To do: Could you please count how many lines in the data below hold the string "texts"? Reply with only the number.

Data provided:
//! Public BPE model: training state machine, encoding and decoding.
//!
//! A model starts `Untrained`, is trained exactly once, and is read-only
//! afterwards. Batch encode/decode fan out over independent inputs with
//! Rayon; training itself is single-threaded.

use indicatif::ParallelProgressIterator;
use rayon::prelude::*;

use crate::{
    config::BpeConfig,
    converter::BPEConverter,
    error::{BpeError, ErrorMode, Result},
    merges::MergeTable,
    progress::progress_bar,
    trainer::{BPETrainer, TrainedParts},
    types::{Token, byte_tokens},
    vocab::Vocabulary,
};

/// Lifecycle state of a [`BPEModel`].
///
/// `TRAINING` only exists inside [`BPEModel::train`], on a private trainer,
/// and is never observable from outside.
#[derive(Debug, Clone, Copy, PartialEq, Eq)]
pub enum ModelState {
    /// No merge table yet.
    Untrained,
    /// Merge table learned or loaded; read-only.
    Trained,
}

/// Byte-level BPE model.
///
/// ```
/// use bytebpe::BPEModel;
///
/// let mut model = BPEModel::new(259).unwrap();
/// let ids = model.train("aaabdaaabac").unwrap();
/// assert_eq!(ids, vec![258, 100, 258, 97, 99]);
/// assert_eq!(model.encode("aaab").unwrap(), vec![258]);
/// assert_eq!(model.decode(&ids).unwrap(), "aaabdaaabac");
/// ```
#[derive(Debug, Clone)]
pub struct BPEModel {
    config: BpeConfig,

    /// `None` until trained or loaded.
    converter: Option<BPEConverter>,
}

impl BPEModel {
    /// Creates an untrained model targeting `vocab_size` units.
    ///
    /// # Errors
    ///
    /// Returns [`BpeError::InvalidConfiguration`] if `vocab_size <= 256`.
    pub fn new(vocab_size: usize) -> Result<Self> {
        Self::with_config(BpeConfig::new(vocab_size))
    }

    /// Creates an untrained model from a full config.
    ///
    /// # Errors
    ///
    /// Returns [`BpeError::InvalidConfiguration`] if the config is invalid.
    pub fn with_config(config: BpeConfig) -> Result<Self> {
        config.validate()?;
        Ok(Self {
            config,
            converter: None,
        })
    }

    /// Creates a trained model from an externally supplied merge table.
    ///
    /// # Arguments
    ///
    /// * `vocab_size` - The target vocabulary size the table was trained for.
    /// * `merges` - `((left, right), merged)` rules in learning order.
    ///
    /// # Errors
    ///
    /// Returns [`BpeError::InvalidConfiguration`] if `vocab_size <= 256` or the
    /// table holds more merges than `vocab_size` allows, and
    /// [`BpeError::InvalidMergeTable`] if the table breaks id assignment rules.
    pub fn from_merges(
        vocab_size: usize,
        merges: impl IntoIterator<Item = ((Token, Token), Token)>,
    ) -> Result<Self> {
        let config = BpeConfig::new(vocab_size);
        config.validate()?;

        let table = MergeTable::from_merges(merges)?;
        if table.len() > config.num_merges() {
            return Err(BpeError::InvalidConfiguration(format!(
                "{} merges exceed vocab_size {}",
                table.len(),
                vocab_size
            )));
        }

        Ok(Self {
            config,
            converter: Some(BPEConverter::new(table)?),
        })
    }

    /// Learns the merge table from `text` and returns `text` encoded with it.
    ///
    /// Performs up to `vocab_size - 256` merges; stops early, without error,
    /// when no adjacent pair is left.
    ///
    /// # Errors
    ///
    /// Returns [`BpeError::AlreadyTrained`] if the model is not untrained, or
    /// [`BpeError::ProgressBarSetup`] if the progress bar fails to build.
    pub fn train(&mut self, text: &str) -> Result<Vec<Token>> {
        if self.converter.is_some() {
            return Err(BpeError::AlreadyTrained);
        }

        let num_merges = self.config.num_merges();
        let pb = progress_bar(num_merges as u64, "Training merges", self.config.show_progress)?;

        let mut trainer = BPETrainer::new(byte_tokens(text), self.config.log_every);
        trainer.train(num_merges, &pb)?;

        let TrainedParts {
            merges,
            vocab,
            encoded,
        } = trainer.into_parts();
        self.converter = Some(BPEConverter::from_parts(merges, vocab));

        Ok(encoded)
    }

    /// Encodes `text` by replaying the merge table in learned order.
    ///
    /// Empty text yields an empty sequence.
    ///
    /// # Errors
    ///
    /// Returns [`BpeError::EncodeBeforeTrain`] if the model has no merge table.
    pub fn encode(&self, text: &str) -> Result<Vec<Token>> {
        let converter = self.converter()?;
        Ok(converter.encode(byte_tokens(text)))
    }

    /// Encode many texts in parallel using Rayon.
    ///
    /// # Returns
    ///
    /// Token sequences in the same order as input texts.
    ///
    /// # Errors
    ///
    /// Returns [`BpeError::EncodeBeforeTrain`] if the model has no merge table,
    /// or [`BpeError::ProgressBarSetup`] if the progress bar fails to build.
    pub fn encode_batch(&self, texts: &[&str], show_progress: bool) -> Result<Vec<Vec<Token>>> {
        let converter = self.converter()?;
        let pb = progress_bar(texts.len() as u64, "Encoding texts", show_progress)?;

        Ok(texts
            .par_iter()
            .progress_with(pb)
            .map(|text| converter.encode(byte_tokens(text)))
            .collect())
    }

    /// Decodes ids into their raw bytes.
    ///
    /// # Errors
    ///
    /// Returns [`BpeError::EncodeBeforeTrain`] if the model has no merge table,
    /// or [`BpeError::UnknownToken`] for an id outside the vocabulary.
    pub fn decode_bytes(&self, tokens: &[Token]) -> Result<Vec<u8>> {
        self.converter()?.decode(tokens)
    }

    /// Decodes ids into a string, failing on invalid UTF-8.
    ///
    /// # Errors
    ///
    /// As [`BPEModel::decode_with`] in [`ErrorMode::Strict`].
    pub fn decode(&self, tokens: &[Token]) -> Result<String> {
        self.decode_with(tokens, ErrorMode::Strict)
    }

    /// Decodes ids into a string.
    ///
    /// A sequence that splits a multi-byte character can be invalid UTF-8;
    /// `errors` decides whether that fails or is replaced with U+FFFD.
    ///
    /// # Errors
    ///
    /// Returns [`BpeError::EncodeBeforeTrain`], [`BpeError::UnknownToken`], or
    /// [`BpeError::InvalidUtf8`] (only in `Strict` mode).
    pub fn decode_with(&self, tokens: &[Token], errors: ErrorMode) -> Result<String> {
        let bytes = self.decode_bytes(tokens)?;
        match errors {
            ErrorMode::Strict => Ok(String::from_utf8(bytes)?),
            ErrorMode::Replace => Ok(String::from_utf8_lossy(&bytes).into_owned()),
        }
    }

    /// Decodes multiple token sequences in parallel.
    ///
    /// # Errors
    ///
    /// The first error from [`BPEModel::decode_with`], or
    /// [`BpeError::ProgressBarSetup`] if the progress bar fails to build.
    pub fn decode_batch(
        &self,
        token_seqs: &[&[Token]],
        errors: ErrorMode,
        show_progress: bool,
    ) -> Result<Vec<String>> {
        self.converter()?;
        let pb = progress_bar(token_seqs.len() as u64, "Decoding tokens", show_progress)?;

        token_seqs
            .par_iter()
            .progress_with(pb)
            .map(|tokens| self.decode_with(tokens, errors))
            .collect()
    }

    /// Current lifecycle state.
    pub fn state(&self) -> ModelState {
        if self.converter.is_some() {
            ModelState::Trained
        } else {
            ModelState::Untrained
        }
    }

    /// Returns `true` once a merge table is present.
    pub fn is_trained(&self) -> bool {
        self.state() == ModelState::Trained
    }

    /// The model's configuration.
    pub fn config(&self) -> &BpeConfig {
        &self.config
    }

    /// The configured target vocabulary size.
    pub fn target_vocab_size(&self) -> usize {
        self.config.vocab_size
    }

    /// Actual vocabulary size: `256 + num_merges()`.
    pub fn vocab_size(&self) -> usize {
        self.vocab().map_or(0, Vocabulary::len)
    }

    /// Number of learned merges; `0` while untrained.
    pub fn num_merges(&self) -> usize {
        self.converter.as_ref().map_or(0, BPEConverter::num_merges)
    }

    /// The ordered merge table, if trained.
    pub fn merges(&self) -> Option<&MergeTable> {
        self.converter.as_ref().map(BPEConverter::merges)
    }

    /// The vocabulary, if trained.
    pub fn vocab(&self) -> Option<&Vocabulary> {
        self.converter.as_ref().map(BPEConverter::vocab)
    }

    /// Byte expansion of a single id, if trained and known.
    pub fn token_bytes(&self, token: Token) -> Option<&[u8]> {
        self.vocab().and_then(|vocab| vocab.get(token))
    }

    /// The trained converter.
    ///
    /// # Errors
    ///
    /// Returns [`BpeError::EncodeBeforeTrain`] if the model has no merge table.
    pub fn converter(&self) -> Result<&BPEConverter> {
        self.converter.as_ref().ok_or(BpeError::EncodeBeforeTrain)
    }
}

#[cfg(test)]
mod tests {
    use super::*;
    use crate::merges::apply_merges;

    fn trained(text: &str, vocab_size: usize) -> (BPEModel, Vec<Token>) {
        let mut model = BPEModel::new(vocab_size).expect("valid vocab size");
        let ids = model.train(text).expect("training should succeed");
        (model, ids)
    }

    #[test]
    fn test_rejects_small_vocab_at_construction() {
        assert!(matches!(
            BPEModel::new(256),
            Err(BpeError::InvalidConfiguration(_))
        ));
        assert!(matches!(BPEModel::new(10), Err(BpeError::InvalidConfiguration(_))));
        assert!(BPEModel::new(257).is_ok());
    }

    #[test]
    fn test_state_transitions() {
        let mut model = BPEModel::new(300).expect("valid vocab size");
        assert_eq!(model.state(), ModelState::Untrained);
        assert_eq!(model.num_merges(), 0);
        assert_eq!(model.vocab_size(), 0);
        model.train("hello hello").expect("training should succeed");
        assert_eq!(model.state(), ModelState::Trained);
        assert!(model.is_trained());
    }

    #[test]
    fn test_train_twice_fails() {
        let (mut model, _) = trained("abcabc", 260);
        let merges_before = model.merges().cloned();
        assert!(matches!(model.train("xyz"), Err(BpeError::AlreadyTrained)));
        assert_eq!(model.merges().cloned(), merges_before);
    }

    #[test]
    fn test_encode_before_train_fails() {
        let model = BPEModel::new(300).expect("valid vocab size");
        assert!(matches!(model.encode("abc"), Err(BpeError::EncodeBeforeTrain)));
        assert!(matches!(model.decode(&[97]), Err(BpeError::EncodeBeforeTrain)));
        assert!(matches!(
            model.encode_batch(&["abc"], false),
            Err(BpeError::EncodeBeforeTrain)
        ));
    }

    #[test]
    fn test_reference_scenario() {
        let (model, ids) = trained("aaabdaaabac", 259);
        assert_eq!(ids, vec![258, 100, 258, 97, 99]);
        assert!(ids.len() < 11);
        assert_eq!(model.vocab_size(), 259);
        assert_eq!(
            model.merges().expect("trained").iter().collect::<Vec<_>>(),
            vec![((97, 97), 256), ((97, 98), 257), ((256, 257), 258)]
        );
        assert_eq!(model.token_bytes(258), Some(&b"aaab"[..]));
    }

    #[test]
    fn test_tie_break_picks_smallest_pair() {
        // (97, 98) and (99, 100) both occur twice; (98, 99) and (100, 97) once.
        let (model, _) = trained("abcdab cd", 257);
        let merges: Vec<_> = model.merges().expect("trained").iter().collect();
        assert_eq!(merges, vec![((97, 98), 256)]);
    }

    #[test]
    fn test_monotonic_ids() {
        let (model, _) = trained("the quick brown fox jumps over the lazy dog, the end", 280);
        for (k, (_, token)) in model.merges().expect("trained").iter().enumerate() {
            assert_eq!(token, 256 + k);
        }
    }

    #[test]
    fn test_vocab_growth_bound() {
        let (model, _) = trained("mississippi", 1000);
        let merges = model.num_merges();
        assert!(merges < 1000 - 256);
        assert_eq!(model.vocab_size(), 256 + merges);

        let (model, _) = trained("the rain in spain stays mainly in the plain", 270);
        assert_eq!(model.num_merges(), 270 - 256);
        assert_eq!(model.vocab_size(), 270);
    }

    #[test]
    fn test_empty_text() {
        let (model, ids) = trained("", 300);
        assert!(ids.is_empty());
        assert!(model.is_trained());
        assert_eq!(model.num_merges(), 0);
        assert_eq!(model.vocab_size(), 256);
        assert_eq!(model.encode("").expect("encodable"), Vec::<Token>::new());
        assert_eq!(model.decode(&ids).expect("decodable"), "");
    }

    #[test]
    fn test_round_trip_multibyte() {
        for text in ["x", "héllo wörld", "🦀🦀 crab 🦀🦀", "日本語の日本語"] {
            let (model, ids) = trained(text, 300);
            assert_eq!(model.decode(&ids).expect("decodable"), text);
            assert_eq!(model.encode(text).expect("encodable"), ids);
        }
    }

    #[test]
    fn test_determinism() {
        let text = "low lower lowest newer newest widest";
        let (first, first_ids) = trained(text, 290);
        let (second, second_ids) = trained(text, 290);
        assert_eq!(first_ids, second_ids);
        assert_eq!(first.merges(), second.merges());
    }

    #[test]
    fn test_unseen_bytes_encode_to_identity() {
        let (model, _) = trained("aaaa bbbb aaaa bbbb", 270);
        let ids = model.encode("xyz!").expect("encodable");
        assert_eq!(ids, vec![120, 121, 122, 33]);
    }

    #[test]
    fn test_merge_order_sensitivity() {
        let (model, _) = trained("aaabdaaabac", 259);
        let table = model.merges().expect("trained");
        let held_out: Vec<Token> = "aaab".bytes().map(|b| b as Token).collect();

        let learned = model.encode("aaab").expect("encodable");
        let reversed = apply_merges(&held_out, table.rules().iter().rev());
        assert_eq!(learned, vec![258]);
        assert_eq!(reversed, vec![256, 257]);
        assert_ne!(learned, reversed);
    }

    #[test]
    fn test_from_merges() {
        let model = BPEModel::from_merges(258, vec![((97, 98), 256), ((256, 99), 257)])
            .expect("valid merge table");
        assert!(model.is_trained());
        assert_eq!(model.encode("abcab").expect("encodable"), vec![257, 256]);
        assert!(matches!(
            BPEModel::from_merges(257, vec![((97, 98), 256), ((256, 99), 257)]),
            Err(BpeError::InvalidConfiguration(_))
        ));
        assert!(matches!(
            BPEModel::from_merges(300, vec![((97, 98), 257)]),
            Err(BpeError::InvalidMergeTable { .. })
        ));
    }

    #[test]
    fn test_batch_encode_decode() {
        let (model, _) = trained("ab ab ab cd cd", 260);
        let texts = ["ab", "cd", "", "abcd"];
        let encoded = model.encode_batch(&texts, false).expect("batch-encodable");
        assert_eq!(encoded.len(), texts.len());
        for (text, ids) in texts.iter().zip(&encoded) {
            assert_eq!(&model.encode(text).expect("encodable"), ids);
        }

        let seqs: Vec<&[Token]> = encoded.iter().map(Vec::as_slice).collect();
        let decoded = model
            .decode_batch(&seqs, ErrorMode::Strict, false)
            .expect("batch-decodable");
        assert_eq!(decoded, texts);
    }

    #[test]
    fn test_decode_error_modes() {
        let (model, _) = trained("é", 257);
        // 0xC3 alone is half of 'é'.
        assert!(matches!(model.decode(&[0xC3]), Err(BpeError::InvalidUtf8(_))));
        assert_eq!(
            model.decode_with(&[0xC3], ErrorMode::Replace).expect("lossy decode"),
            "\u{FFFD}"
        );
        assert!(matches!(
            model.decode(&[97, 5000]),
            Err(BpeError::UnknownToken(5000))
        ));
    }
}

Task solution: 10